══ Available data ══

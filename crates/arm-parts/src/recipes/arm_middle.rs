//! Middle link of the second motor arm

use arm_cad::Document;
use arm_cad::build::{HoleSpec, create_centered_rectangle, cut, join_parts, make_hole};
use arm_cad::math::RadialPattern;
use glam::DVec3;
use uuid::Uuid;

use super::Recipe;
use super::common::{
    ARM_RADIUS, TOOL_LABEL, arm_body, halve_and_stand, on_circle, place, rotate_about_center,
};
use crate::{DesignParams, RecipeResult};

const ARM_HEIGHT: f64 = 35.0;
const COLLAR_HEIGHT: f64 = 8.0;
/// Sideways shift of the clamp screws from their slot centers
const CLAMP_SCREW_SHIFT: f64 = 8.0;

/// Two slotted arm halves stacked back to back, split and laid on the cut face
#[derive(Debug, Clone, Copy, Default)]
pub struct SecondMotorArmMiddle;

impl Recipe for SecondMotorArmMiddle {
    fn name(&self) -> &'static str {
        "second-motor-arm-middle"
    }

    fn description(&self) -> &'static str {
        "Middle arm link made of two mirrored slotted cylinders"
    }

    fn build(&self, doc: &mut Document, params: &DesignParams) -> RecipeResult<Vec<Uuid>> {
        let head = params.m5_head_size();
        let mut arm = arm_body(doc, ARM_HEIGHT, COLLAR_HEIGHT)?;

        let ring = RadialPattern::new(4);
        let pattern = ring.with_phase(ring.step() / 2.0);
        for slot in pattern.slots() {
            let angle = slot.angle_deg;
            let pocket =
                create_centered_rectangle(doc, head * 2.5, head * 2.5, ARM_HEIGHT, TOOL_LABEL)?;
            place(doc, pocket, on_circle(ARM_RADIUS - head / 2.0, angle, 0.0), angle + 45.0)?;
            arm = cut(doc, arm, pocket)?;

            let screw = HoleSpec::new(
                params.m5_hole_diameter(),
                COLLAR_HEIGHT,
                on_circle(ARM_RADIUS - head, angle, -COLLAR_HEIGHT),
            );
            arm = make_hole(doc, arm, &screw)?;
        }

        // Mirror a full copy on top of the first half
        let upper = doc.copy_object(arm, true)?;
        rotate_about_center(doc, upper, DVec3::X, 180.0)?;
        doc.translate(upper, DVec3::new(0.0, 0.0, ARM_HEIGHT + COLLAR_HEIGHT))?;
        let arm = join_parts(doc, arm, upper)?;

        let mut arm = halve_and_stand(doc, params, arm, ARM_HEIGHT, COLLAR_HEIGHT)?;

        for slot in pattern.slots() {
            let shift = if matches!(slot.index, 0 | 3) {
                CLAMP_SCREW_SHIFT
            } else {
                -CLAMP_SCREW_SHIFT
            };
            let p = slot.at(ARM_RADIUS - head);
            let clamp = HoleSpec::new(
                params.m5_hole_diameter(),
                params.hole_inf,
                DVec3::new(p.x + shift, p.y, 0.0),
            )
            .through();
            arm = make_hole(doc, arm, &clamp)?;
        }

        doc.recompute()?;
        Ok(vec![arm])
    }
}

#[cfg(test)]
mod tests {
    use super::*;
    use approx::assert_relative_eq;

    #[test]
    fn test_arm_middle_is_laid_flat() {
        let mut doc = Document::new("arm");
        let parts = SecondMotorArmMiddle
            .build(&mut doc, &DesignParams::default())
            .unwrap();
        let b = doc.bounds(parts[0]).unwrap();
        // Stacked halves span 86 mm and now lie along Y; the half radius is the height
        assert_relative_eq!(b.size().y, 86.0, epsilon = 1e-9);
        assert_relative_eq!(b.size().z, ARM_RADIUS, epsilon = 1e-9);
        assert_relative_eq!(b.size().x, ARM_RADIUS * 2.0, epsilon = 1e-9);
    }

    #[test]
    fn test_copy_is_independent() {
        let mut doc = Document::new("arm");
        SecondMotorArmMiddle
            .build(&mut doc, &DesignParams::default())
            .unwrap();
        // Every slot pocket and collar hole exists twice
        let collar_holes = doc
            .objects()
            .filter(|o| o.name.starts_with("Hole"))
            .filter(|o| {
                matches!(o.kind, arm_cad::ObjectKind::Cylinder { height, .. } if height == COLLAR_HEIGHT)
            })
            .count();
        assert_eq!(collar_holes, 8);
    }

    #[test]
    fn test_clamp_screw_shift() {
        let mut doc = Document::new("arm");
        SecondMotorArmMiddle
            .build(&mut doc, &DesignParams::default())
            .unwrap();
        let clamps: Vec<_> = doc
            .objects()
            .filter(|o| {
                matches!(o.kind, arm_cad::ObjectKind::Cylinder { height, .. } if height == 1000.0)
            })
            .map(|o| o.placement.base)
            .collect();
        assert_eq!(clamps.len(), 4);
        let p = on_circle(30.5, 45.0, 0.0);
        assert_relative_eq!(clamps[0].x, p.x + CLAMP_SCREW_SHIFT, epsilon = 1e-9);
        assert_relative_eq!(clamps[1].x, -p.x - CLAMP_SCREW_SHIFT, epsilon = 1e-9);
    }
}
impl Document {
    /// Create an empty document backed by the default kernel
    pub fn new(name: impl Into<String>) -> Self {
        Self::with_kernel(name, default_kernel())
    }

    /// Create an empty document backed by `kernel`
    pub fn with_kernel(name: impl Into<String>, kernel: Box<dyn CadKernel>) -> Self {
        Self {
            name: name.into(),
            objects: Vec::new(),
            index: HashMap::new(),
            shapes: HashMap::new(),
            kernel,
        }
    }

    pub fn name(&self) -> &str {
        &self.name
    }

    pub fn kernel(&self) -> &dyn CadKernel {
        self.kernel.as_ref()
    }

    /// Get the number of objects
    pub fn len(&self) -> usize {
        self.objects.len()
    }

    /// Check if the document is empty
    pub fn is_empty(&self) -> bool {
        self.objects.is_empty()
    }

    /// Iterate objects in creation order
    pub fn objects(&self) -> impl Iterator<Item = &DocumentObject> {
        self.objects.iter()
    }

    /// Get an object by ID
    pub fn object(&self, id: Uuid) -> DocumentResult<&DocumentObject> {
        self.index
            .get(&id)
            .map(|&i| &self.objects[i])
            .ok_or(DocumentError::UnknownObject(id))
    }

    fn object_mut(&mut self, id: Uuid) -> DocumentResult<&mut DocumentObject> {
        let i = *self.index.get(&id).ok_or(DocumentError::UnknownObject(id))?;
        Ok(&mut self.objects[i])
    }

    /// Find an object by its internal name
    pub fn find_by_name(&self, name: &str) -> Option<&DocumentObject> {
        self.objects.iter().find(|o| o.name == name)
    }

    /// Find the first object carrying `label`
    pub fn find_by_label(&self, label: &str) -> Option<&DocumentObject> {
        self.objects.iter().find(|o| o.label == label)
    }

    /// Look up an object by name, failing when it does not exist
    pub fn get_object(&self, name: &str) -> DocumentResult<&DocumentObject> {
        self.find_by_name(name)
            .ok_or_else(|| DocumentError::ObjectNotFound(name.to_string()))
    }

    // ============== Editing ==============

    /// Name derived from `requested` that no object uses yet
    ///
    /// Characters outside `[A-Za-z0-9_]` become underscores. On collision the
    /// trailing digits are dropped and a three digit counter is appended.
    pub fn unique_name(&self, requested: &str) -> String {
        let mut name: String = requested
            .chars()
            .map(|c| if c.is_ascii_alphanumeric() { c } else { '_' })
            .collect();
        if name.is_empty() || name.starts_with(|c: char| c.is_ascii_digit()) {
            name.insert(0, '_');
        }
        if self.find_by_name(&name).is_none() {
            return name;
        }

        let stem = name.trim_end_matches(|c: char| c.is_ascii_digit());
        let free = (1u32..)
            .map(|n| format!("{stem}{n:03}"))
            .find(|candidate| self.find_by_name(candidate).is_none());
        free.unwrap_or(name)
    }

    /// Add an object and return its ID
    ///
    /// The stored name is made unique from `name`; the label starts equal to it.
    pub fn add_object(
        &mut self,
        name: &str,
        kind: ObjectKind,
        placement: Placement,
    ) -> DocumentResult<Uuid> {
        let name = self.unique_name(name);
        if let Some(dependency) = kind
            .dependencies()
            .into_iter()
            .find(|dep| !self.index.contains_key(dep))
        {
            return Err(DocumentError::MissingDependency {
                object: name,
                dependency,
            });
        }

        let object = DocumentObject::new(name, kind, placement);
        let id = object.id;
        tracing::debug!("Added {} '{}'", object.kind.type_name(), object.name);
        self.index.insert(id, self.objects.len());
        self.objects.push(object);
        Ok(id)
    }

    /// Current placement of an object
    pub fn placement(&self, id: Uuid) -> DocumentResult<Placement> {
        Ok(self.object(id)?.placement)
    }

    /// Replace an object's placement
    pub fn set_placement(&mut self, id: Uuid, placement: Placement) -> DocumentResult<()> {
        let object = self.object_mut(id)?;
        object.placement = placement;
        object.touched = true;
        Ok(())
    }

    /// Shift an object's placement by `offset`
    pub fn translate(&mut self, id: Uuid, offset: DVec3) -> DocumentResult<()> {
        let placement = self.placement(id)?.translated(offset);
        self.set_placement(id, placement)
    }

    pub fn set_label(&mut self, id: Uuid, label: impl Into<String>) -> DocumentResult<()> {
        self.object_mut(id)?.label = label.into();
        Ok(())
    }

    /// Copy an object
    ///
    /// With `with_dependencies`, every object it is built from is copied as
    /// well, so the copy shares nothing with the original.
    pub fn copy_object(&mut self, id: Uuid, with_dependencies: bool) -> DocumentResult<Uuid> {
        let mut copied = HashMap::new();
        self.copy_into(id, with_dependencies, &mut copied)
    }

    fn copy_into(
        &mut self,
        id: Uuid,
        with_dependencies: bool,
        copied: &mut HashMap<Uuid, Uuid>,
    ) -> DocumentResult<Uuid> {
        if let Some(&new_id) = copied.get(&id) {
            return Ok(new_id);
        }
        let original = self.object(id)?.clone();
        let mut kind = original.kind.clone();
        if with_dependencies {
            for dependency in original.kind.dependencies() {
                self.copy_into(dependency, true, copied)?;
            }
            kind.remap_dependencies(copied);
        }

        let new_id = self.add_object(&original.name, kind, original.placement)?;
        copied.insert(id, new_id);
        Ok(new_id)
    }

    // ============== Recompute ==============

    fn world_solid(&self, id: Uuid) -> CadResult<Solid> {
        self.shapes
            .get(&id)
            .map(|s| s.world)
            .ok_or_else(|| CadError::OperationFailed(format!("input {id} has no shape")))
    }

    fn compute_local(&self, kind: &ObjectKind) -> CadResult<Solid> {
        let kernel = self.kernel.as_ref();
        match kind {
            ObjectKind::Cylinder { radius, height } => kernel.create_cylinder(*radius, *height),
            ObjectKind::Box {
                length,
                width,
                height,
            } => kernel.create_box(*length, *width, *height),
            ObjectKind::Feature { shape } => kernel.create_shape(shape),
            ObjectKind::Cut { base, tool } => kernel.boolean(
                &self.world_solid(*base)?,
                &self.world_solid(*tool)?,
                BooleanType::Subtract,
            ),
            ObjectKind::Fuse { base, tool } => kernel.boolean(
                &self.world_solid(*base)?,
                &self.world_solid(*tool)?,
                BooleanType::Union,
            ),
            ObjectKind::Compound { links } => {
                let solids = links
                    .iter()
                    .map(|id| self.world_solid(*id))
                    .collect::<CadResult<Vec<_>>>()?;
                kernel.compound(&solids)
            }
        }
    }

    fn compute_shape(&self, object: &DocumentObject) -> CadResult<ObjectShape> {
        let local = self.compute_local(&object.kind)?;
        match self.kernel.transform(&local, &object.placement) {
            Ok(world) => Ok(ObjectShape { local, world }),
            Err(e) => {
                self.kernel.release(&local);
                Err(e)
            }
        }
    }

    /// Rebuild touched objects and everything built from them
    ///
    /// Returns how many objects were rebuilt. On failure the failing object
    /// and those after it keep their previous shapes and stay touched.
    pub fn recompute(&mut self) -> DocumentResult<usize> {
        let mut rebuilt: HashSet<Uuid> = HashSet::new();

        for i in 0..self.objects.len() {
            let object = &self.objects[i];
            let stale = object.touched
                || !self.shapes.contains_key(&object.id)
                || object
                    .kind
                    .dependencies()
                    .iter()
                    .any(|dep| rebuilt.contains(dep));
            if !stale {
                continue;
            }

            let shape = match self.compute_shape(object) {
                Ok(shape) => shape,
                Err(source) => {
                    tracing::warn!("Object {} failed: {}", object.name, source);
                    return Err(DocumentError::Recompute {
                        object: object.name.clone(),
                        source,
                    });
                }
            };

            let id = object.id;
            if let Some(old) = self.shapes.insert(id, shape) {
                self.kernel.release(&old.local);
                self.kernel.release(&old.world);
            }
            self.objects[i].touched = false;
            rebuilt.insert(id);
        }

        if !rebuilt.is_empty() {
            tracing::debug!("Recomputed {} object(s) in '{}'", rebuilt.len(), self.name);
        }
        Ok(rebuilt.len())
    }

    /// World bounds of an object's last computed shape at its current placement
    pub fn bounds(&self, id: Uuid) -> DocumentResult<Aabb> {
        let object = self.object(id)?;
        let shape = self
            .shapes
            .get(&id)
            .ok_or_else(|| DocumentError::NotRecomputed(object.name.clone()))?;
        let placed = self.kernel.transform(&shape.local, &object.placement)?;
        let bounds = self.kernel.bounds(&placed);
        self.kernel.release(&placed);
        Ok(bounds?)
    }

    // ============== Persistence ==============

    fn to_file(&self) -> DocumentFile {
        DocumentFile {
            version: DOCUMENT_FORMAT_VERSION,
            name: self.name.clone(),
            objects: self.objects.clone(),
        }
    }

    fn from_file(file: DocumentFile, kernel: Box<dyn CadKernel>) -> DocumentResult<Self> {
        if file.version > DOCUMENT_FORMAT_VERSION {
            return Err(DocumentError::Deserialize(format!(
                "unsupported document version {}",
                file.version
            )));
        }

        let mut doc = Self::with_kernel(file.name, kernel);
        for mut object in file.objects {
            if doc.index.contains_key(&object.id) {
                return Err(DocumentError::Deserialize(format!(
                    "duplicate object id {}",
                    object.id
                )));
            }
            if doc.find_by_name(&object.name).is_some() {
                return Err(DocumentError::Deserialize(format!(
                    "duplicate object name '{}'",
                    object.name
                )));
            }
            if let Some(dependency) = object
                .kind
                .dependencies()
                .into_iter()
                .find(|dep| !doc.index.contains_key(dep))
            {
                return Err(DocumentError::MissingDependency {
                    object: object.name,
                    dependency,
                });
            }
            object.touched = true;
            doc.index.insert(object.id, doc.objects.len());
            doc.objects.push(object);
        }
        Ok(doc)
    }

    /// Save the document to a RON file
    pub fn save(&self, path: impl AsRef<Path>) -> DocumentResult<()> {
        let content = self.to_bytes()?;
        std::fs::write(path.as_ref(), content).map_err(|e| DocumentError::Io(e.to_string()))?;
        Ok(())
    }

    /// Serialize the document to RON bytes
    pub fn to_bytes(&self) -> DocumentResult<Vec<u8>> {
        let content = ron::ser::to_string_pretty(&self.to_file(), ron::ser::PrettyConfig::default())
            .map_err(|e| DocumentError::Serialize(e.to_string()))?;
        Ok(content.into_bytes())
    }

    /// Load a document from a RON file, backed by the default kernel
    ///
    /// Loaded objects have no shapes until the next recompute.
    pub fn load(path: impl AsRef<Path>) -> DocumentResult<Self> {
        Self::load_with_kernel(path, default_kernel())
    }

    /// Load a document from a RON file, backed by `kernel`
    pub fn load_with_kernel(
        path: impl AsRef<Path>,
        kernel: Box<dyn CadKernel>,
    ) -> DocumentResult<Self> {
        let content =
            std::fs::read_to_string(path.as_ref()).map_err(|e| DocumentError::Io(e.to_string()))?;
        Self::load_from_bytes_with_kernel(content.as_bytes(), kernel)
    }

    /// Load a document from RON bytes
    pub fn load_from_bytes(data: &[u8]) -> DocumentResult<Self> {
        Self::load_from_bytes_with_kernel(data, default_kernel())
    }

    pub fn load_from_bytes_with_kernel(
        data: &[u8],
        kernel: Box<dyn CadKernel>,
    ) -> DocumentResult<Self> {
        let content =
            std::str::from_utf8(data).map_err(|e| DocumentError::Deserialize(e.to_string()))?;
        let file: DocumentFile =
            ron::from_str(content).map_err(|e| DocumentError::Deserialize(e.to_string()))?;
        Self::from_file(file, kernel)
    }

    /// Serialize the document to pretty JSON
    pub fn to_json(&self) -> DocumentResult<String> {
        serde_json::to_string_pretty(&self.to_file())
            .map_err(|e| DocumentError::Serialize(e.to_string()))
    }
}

═══

## Problem
Set down each line exactly as it appears, starting at the top of the data and ending at the line containing "const CLAMP_SCREW_SHIFT: f64 = 8.0;", and include no other lines.

## Answer section
filename crates/arm-parts/src/recipes/arm_middle.rs
//! Middle link of the second motor arm

use arm_cad::Document;
use arm_cad::build::{HoleSpec, create_centered_rectangle, cut, join_parts, make_hole};
use arm_cad::math::RadialPattern;
use glam::DVec3;
use uuid::Uuid;

use super::Recipe;
use super::common::{
    ARM_RADIUS, TOOL_LABEL, arm_body, halve_and_stand, on_circle, place, rotate_about_center,
};
use crate::{DesignParams, RecipeResult};

const ARM_HEIGHT: f64 = 35.0;
const COLLAR_HEIGHT: f64 = 8.0;
/// Sideways shift of the clamp screws from their slot centers
const CLAMP_SCREW_SHIFT: f64 = 8.0;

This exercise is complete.